→ Brief
Those lines of the records that contain "package" are to be located and copied.

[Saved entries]
*** Block opens ***

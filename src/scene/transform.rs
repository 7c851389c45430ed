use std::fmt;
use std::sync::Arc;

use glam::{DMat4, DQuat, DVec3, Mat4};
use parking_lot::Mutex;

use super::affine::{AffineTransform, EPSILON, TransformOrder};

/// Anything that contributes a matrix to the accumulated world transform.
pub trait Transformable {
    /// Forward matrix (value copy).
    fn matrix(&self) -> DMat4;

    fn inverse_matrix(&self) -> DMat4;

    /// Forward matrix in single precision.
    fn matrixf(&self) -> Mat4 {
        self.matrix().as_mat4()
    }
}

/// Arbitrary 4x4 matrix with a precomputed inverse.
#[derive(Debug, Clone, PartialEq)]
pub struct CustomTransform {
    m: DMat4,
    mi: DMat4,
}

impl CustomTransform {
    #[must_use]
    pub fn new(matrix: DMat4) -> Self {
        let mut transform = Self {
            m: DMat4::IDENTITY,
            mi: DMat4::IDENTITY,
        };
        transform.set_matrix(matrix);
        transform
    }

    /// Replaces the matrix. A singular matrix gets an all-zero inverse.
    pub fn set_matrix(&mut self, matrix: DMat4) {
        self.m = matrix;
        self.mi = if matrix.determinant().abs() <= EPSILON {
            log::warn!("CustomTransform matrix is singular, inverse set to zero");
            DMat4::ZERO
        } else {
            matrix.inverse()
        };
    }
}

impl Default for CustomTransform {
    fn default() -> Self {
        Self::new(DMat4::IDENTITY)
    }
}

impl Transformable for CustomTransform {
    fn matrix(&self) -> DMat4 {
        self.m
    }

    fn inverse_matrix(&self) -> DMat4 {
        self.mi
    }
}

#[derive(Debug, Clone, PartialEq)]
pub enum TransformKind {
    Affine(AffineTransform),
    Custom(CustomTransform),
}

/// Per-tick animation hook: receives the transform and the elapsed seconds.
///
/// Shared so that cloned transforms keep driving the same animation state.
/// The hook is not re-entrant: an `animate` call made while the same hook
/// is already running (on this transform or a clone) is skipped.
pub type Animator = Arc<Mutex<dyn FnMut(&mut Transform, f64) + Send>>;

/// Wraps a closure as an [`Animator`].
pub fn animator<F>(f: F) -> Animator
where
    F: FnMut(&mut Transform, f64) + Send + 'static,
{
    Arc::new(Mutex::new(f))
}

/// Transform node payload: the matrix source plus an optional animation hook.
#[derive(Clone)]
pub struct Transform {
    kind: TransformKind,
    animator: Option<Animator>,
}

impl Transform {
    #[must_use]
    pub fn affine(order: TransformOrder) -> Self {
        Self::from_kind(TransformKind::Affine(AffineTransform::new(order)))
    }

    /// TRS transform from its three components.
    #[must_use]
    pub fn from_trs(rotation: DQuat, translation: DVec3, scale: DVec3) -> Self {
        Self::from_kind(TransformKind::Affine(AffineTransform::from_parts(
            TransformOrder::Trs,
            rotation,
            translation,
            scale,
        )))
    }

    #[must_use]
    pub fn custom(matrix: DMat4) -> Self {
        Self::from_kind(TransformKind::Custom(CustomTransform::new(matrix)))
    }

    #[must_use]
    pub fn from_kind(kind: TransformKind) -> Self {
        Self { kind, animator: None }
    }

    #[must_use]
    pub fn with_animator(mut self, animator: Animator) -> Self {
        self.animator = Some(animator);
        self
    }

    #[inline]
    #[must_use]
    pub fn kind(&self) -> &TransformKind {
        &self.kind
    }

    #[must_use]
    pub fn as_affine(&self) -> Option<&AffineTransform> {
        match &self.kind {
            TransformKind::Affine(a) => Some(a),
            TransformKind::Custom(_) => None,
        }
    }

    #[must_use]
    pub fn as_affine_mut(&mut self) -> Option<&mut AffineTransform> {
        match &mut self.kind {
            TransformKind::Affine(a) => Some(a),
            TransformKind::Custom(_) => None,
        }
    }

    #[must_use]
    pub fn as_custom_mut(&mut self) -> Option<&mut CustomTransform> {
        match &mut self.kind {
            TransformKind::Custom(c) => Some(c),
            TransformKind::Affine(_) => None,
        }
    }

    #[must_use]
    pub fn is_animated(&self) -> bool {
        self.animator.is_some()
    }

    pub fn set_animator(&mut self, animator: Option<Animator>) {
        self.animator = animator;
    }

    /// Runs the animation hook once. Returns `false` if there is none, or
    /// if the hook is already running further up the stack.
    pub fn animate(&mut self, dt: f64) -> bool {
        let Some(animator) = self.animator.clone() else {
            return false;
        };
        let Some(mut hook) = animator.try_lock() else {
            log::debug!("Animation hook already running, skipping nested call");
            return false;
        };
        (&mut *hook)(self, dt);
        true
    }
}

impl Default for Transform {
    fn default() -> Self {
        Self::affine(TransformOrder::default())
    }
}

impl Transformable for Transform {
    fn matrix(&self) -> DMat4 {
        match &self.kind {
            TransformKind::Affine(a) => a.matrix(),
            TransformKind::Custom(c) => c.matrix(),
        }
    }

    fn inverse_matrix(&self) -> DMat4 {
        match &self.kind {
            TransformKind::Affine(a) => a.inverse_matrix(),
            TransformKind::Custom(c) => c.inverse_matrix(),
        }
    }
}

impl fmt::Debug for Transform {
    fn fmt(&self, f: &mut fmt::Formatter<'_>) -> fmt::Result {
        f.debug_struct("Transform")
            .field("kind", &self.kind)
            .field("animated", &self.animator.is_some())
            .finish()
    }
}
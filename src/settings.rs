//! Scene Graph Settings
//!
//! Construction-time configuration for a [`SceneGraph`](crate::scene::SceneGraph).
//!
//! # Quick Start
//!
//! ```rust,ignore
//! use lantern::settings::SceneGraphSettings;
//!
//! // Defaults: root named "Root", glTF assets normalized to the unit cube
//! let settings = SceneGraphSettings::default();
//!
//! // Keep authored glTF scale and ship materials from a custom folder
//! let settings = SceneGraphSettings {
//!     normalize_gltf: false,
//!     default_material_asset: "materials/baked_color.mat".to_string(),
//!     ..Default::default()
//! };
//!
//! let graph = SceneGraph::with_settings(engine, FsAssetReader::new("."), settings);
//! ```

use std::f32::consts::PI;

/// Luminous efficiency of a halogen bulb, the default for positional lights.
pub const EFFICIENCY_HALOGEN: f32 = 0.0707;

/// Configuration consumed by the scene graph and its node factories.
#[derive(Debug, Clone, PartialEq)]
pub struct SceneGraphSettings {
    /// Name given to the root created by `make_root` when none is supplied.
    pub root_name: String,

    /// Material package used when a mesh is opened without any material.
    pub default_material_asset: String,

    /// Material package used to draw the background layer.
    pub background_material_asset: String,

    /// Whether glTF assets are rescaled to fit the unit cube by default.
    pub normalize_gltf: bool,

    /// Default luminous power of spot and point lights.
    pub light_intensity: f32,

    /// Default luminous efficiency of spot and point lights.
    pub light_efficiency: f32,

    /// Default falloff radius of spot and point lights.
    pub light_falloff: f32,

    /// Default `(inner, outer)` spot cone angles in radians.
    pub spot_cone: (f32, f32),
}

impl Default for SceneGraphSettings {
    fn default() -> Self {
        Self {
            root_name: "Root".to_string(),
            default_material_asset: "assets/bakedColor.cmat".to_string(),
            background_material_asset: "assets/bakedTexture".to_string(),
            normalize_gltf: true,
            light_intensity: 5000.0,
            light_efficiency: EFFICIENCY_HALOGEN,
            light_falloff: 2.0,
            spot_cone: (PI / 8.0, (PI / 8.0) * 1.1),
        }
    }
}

*** Block closes ***

→ Solution below
    /// Material package used when a mesh is opened without any material.
    /// Material package used to draw the background layer.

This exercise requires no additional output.